Our paper “Post-hoc Part-prototype Networks” was accepted on ICML 2024. Congratulations to the authors!
In the past years, deep learning based models such as Convolutional Neural Networks (CNN) and Vision Transformer (ViT) have achieved impressive performance in computer vision tasks. However, the interpretability of these black-box models has always been a major concern and limits their real-world deployments. Existing interpretability methods can mainly be categorized to post-hoc and ante-hoc methods. Post-hoc methods indicate methods explaining a trained model and ante-hoc methods aim to design “interpretable-by-design” or “inherently interpretable” models (e.g., part-prototype networks).

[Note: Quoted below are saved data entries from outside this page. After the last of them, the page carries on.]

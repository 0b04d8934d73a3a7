// ============================================================================
// FIFO P&L Library
// Realized profit and loss from executed trades via FIFO lot matching
// ============================================================================

//! # FIFO P&L
//!
//! Realized profit-and-loss for a sequence of executed BUY and SELL trades.
//!
//! ## Features
//!
//! - **FIFO lot accounting**: each SELL closes the oldest open BUY lots first
//! - **Per-instrument isolation**: lots never match across instruments
//! - **Fixed-point arithmetic** with checked overflow for prices and P&L
//! - **Broker ingest** that filters incomplete and malformed order records
//! - **Parallel matching** of independent instruments on scoped threads
//! - **Event stream** of realized matches and unmatched sell quantity
//!
//! ## Example
//!
//! ```rust
//! use fifo_pnl::prelude::*;
//! use chrono::{TimeZone, Utc};
//! use std::sync::Arc;
//!
//! let at = |secs| Utc.timestamp_opt(secs, 0).unwrap();
//! let px = |value| Price::from_integer(value).unwrap();
//!
//! let executions = vec![
//!     Execution::buy("INFY", 10, px(100), at(1)).unwrap(),
//!     Execution::buy("INFY", 10, px(110), at(2)).unwrap(),
//!     Execution::sell("INFY", 15, px(120), at(3)).unwrap(),
//! ];
//!
//! let engine = PnlEngineBuilder::new()
//!     .build(Arc::new(NoOpEventHandler))
//!     .unwrap();
//! let report = engine.run(&executions).unwrap();
//!
//! assert_eq!(report.summary.total_matches, 2);
//! assert_eq!(report.summary.net_pnl, Pnl::from_integer(250).unwrap());
//! assert_eq!(report.instrument("INFY").unwrap().open_quantity, 5);
//! ```

pub mod domain;
pub mod engine;
pub mod error;
pub mod ingest;
pub mod interfaces;
pub mod numeric;
pub mod report;

// Re-exports for convenience
pub mod prelude {
    pub use crate::domain::{
        Execution, InstrumentOutcome, InstrumentSummary, InvalidPolicy, LotQueue, MatchRecord,
        OpenLot, OrderingPolicy, Outcome, PnlConfig, RealizedMatch, Side, SummaryStatistics,
        UnmatchedSell,
    };
    pub use crate::engine::{
        create_from_config, summarize, FifoLotMatcher, PnlEngine, PnlEngineBuilder,
    };
    pub use crate::error::{PnlError, PnlResult};
    pub use crate::ingest::{ingest, OrderRecord, Rejection, RejectionReason};
    pub use crate::interfaces::{
        EventHandler, LoggingEventHandler, LotMatcher, NoOpEventHandler, PnlEvent,
        RecordingEventHandler,
    };
    pub use crate::numeric::{Pnl, Price};
    pub use crate::report::PnlReport;
}

#[cfg(test)]
mod integration_tests {
    use super::prelude::*;
    use chrono::{DateTime, TimeZone, Utc};
    use rust_decimal::Decimal;
    use std::str::FromStr;
    use std::sync::Arc;

    fn at(secs: i64) -> DateTime<Utc> {
        Utc.timestamp_opt(secs, 0).unwrap()
    }

    fn px(value: &str) -> Price {
        value.parse().unwrap()
    }

    fn engine() -> PnlEngine {
        PnlEngineBuilder::new()
            .build(Arc::new(NoOpEventHandler))
            .unwrap()
    }

    fn order(id: &str, symbol: &str, kind: &str, secs: i64, qty: i64, price: &str) -> OrderRecord {
        OrderRecord {
            order_id: id.to_string(),
            tradingsymbol: symbol.to_string(),
            transaction_type: kind.to_string(),
            status: "COMPLETE".to_string(),
            quantity: qty,
            price: Decimal::from_str(price).unwrap(),
            order_timestamp: at(secs),
        }
    }

    #[test]
    fn test_end_to_end_fifo() {
        let executions = vec![
            Execution::buy("X", 10, px("100"), at(1)).unwrap(),
            Execution::buy("X", 10, px("110"), at(2)).unwrap(),
            Execution::sell("X", 15, px("120"), at(3)).unwrap(),
        ];

        let report = engine().run(&executions).unwrap();

        assert_eq!(report.matches.len(), 2);
        assert_eq!(report.matches[0].pnl(), Pnl::from_integer(200).unwrap());
        assert_eq!(report.matches[1].pnl(), Pnl::from_integer(50).unwrap());
        assert_eq!(report.summary.winning_matches, 2);
        assert_eq!(report.summary.win_rate, 100.0);
        assert_eq!(report.winners().len(), 2);
        assert!(report.losers().is_empty());
    }

    #[test]
    fn test_end_to_end_trading_day() {
        let records = vec![
            order("1", "INFY", "BUY", 9 * 3600, 10, "1500.25"),
            order("2", "TCS", "BUY", 9 * 3600 + 60, 5, "3400"),
            order("3", "INFY", "SELL", 10 * 3600, 4, "1510.75"),
            order("4", "TCS", "SELL", 11 * 3600, 5, "3390.5"),
            order("5", "INFY", "SELL", 12 * 3600, 6, "1495"),
            OrderRecord {
                status: "REJECTED".to_string(),
                ..order("6", "INFY", "BUY", 13 * 3600, 1, "1")
            },
        ];

        let report = engine().run_orders(&records).unwrap();

        let pnls: Vec<_> = report.matches.iter().map(|m| m.pnl()).collect();
        assert_eq!(pnls, vec![px("42"), px("-31.5"), px("-47.5")]);

        assert_eq!(report.matches[0].instrument(), "INFY");
        assert_eq!(report.matches[1].instrument(), "INFY");
        assert_eq!(report.matches[2].instrument(), "TCS");

        assert_eq!(report.summary.total_matches, 3);
        assert_eq!(report.summary.total_profit, px("42"));
        assert_eq!(report.summary.total_loss, px("-79"));
        assert_eq!(report.summary.net_pnl, px("-37"));
        assert!((report.summary.win_rate - 100.0 / 3.0).abs() < 1e-9);

        assert_eq!(report.rejections.len(), 1);
        assert!(report.instruments.iter().all(|s| s.is_fully_realized()));
        assert_eq!(report.records[1].pnl, px("-31.5"));
    }

    #[test]
    fn test_display_rounding() {
        let executions = vec![
            Execution::buy("X", 3, px("10.001"), at(1)).unwrap(),
            Execution::sell("X", 3, px("10.0035"), at(2)).unwrap(),
        ];

        let report = engine().run(&executions).unwrap();

        assert_eq!(report.matches[0].pnl(), px("0.0075"));
        assert_eq!(report.records[0].pnl, px("0.01"));
    }

    #[test]
    fn test_unsorted_cross_instrument_input() {
        let executions = vec![
            Execution::sell("B", 10, px("20"), at(4)).unwrap(),
            Execution::sell("A", 10, px("9"), at(3)).unwrap(),
            Execution::buy("B", 10, px("15"), at(2)).unwrap(),
            Execution::buy("A", 10, px("10"), at(1)).unwrap(),
        ];

        let report = engine().run(&executions).unwrap();

        let names: Vec<_> = report.instruments.iter().map(|s| s.instrument.as_str()).collect();
        assert_eq!(names, vec!["A", "B"]);
        assert_eq!(report.instrument("A").unwrap().statistics.net_pnl, px("-10"));
        assert_eq!(report.instrument("B").unwrap().statistics.net_pnl, px("50"));
        assert_eq!(report.summary.net_pnl, px("40"));
    }

    #[test]
    fn test_logging_handler_accepts_events() {
        let engine = PnlEngineBuilder::new()
            .build(Arc::new(LoggingEventHandler))
            .unwrap();
        let executions = vec![Execution::sell("X", 1, px("1"), at(1)).unwrap()];

        let report = engine.run(&executions).unwrap();
        assert!(report.is_empty());
        assert_eq!(report.total_unmatched_sell_quantity(), Ok(1));
    }

    #[cfg(feature = "serde")]
    #[test]
    fn test_report_to_json() {
        let executions = vec![
            Execution::buy("X", 1, px("100"), at(1)).unwrap(),
            Execution::sell("X", 1, px("101.5"), at(2)).unwrap(),
        ];

        let json = engine().run(&executions).unwrap().to_json().unwrap();
        assert!(json.contains("\"net_pnl\": \"1.500000\""));
        assert!(json.contains("\"instrument\": \"X\""));
    }
}

#[cfg(test)]
mod property_tests {
    use super::prelude::*;
    use chrono::{TimeZone, Utc};
    use proptest::prelude::*;
    use std::sync::Arc;

    const INSTRUMENTS: [&str; 3] = ["AAA", "BBB", "CCC"];

    /// (instrument index, is buy, seconds, quantity, price)
    fn arb_execution() -> impl Strategy<Value = (usize, bool, i64, u64, i64)> {
        (0..INSTRUMENTS.len(), any::<bool>(), 0i64..50, 1u64..100, 1i64..1_000)
    }

    fn build(raw: &[(usize, bool, i64, u64, i64)]) -> Vec<Execution> {
        raw.iter()
            .map(|&(instrument, is_buy, secs, qty, price)| {
                let side = if is_buy { Side::Buy } else { Side::Sell };
                Execution::new(
                    INSTRUMENTS[instrument],
                    side,
                    qty,
                    Price::from_integer(price).unwrap(),
                    Utc.timestamp_opt(secs, 0).unwrap(),
                )
                .unwrap()
            })
            .collect()
    }

    fn side_total(executions: &[Execution], instrument: &str, side: Side) -> u64 {
        executions
            .iter()
            .filter(|e| e.instrument == instrument && e.side == side)
            .map(|e| e.quantity)
            .sum()
    }

    fn engine(parallel: bool) -> PnlEngine {
        let builder = PnlEngineBuilder::new();
        let builder = if parallel { builder.parallel(1) } else { builder };
        builder.build(Arc::new(NoOpEventHandler)).unwrap()
    }

    proptest! {
        #[test]
        fn prop_quantity_is_conserved(raw in prop::collection::vec(arb_execution(), 0..60)) {
            let executions = build(&raw);
            let report = engine(false).run(&executions).unwrap();

            for summary in &report.instruments {
                let matched: u64 = report
                    .matches
                    .iter()
                    .filter(|m| m.instrument() == summary.instrument)
                    .map(|m| m.quantity())
                    .sum();
                let bought = side_total(&executions, &summary.instrument, Side::Buy);
                let sold = side_total(&executions, &summary.instrument, Side::Sell);

                prop_assert_eq!(matched + summary.unmatched_sell_quantity, sold);
                prop_assert_eq!(matched + summary.open_quantity, bought);
            }
        }

        #[test]
        fn prop_matches_never_cross_instruments(raw in prop::collection::vec(arb_execution(), 0..60)) {
            let executions = build(&raw);
            let report = engine(false).run(&executions).unwrap();

            for realized in &report.matches {
                prop_assert!(realized.buy_timestamp() <= realized.sell_timestamp());
                let from_own_buy = executions.iter().any(|e| {
                    e.side == Side::Buy
                        && e.instrument == realized.instrument()
                        && e.timestamp == realized.buy_timestamp()
                        && e.price == realized.buy_price()
                });
                prop_assert!(from_own_buy);
            }
        }

        #[test]
        fn prop_runs_are_idempotent(raw in prop::collection::vec(arb_execution(), 0..60)) {
            let executions = build(&raw);
            let engine = engine(false);

            let first = engine.run(&executions).unwrap();
            let second = engine.run(&executions).unwrap();
            prop_assert_eq!(first, second);
        }

        #[test]
        fn prop_parallel_equals_serial(raw in prop::collection::vec(arb_execution(), 0..60)) {
            let executions = build(&raw);

            let serial = engine(false).run(&executions).unwrap();
            let parallel = engine(true).run(&executions).unwrap();
            prop_assert_eq!(serial, parallel);
        }
    }
}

Post-hoc explainability methods such as Grad-CAM are popular because they do not influence the performance of a trained model. However, they mainly reveal where a model looks at for a given input, fail to explain what the model looks for (e.g., what is important to classify a bird image to a Scott Oriole?). Existing part-prototype networks leverage part-prototypes (e.g., characteristic Scott Oriole’s wing and head) to answer both where and what, but often under-perform their black box counterparts in the accuracy. Therefore, a natural question is: can one construct a network that answers both where and what in a post-hoc manner to guarantee the model’s performance?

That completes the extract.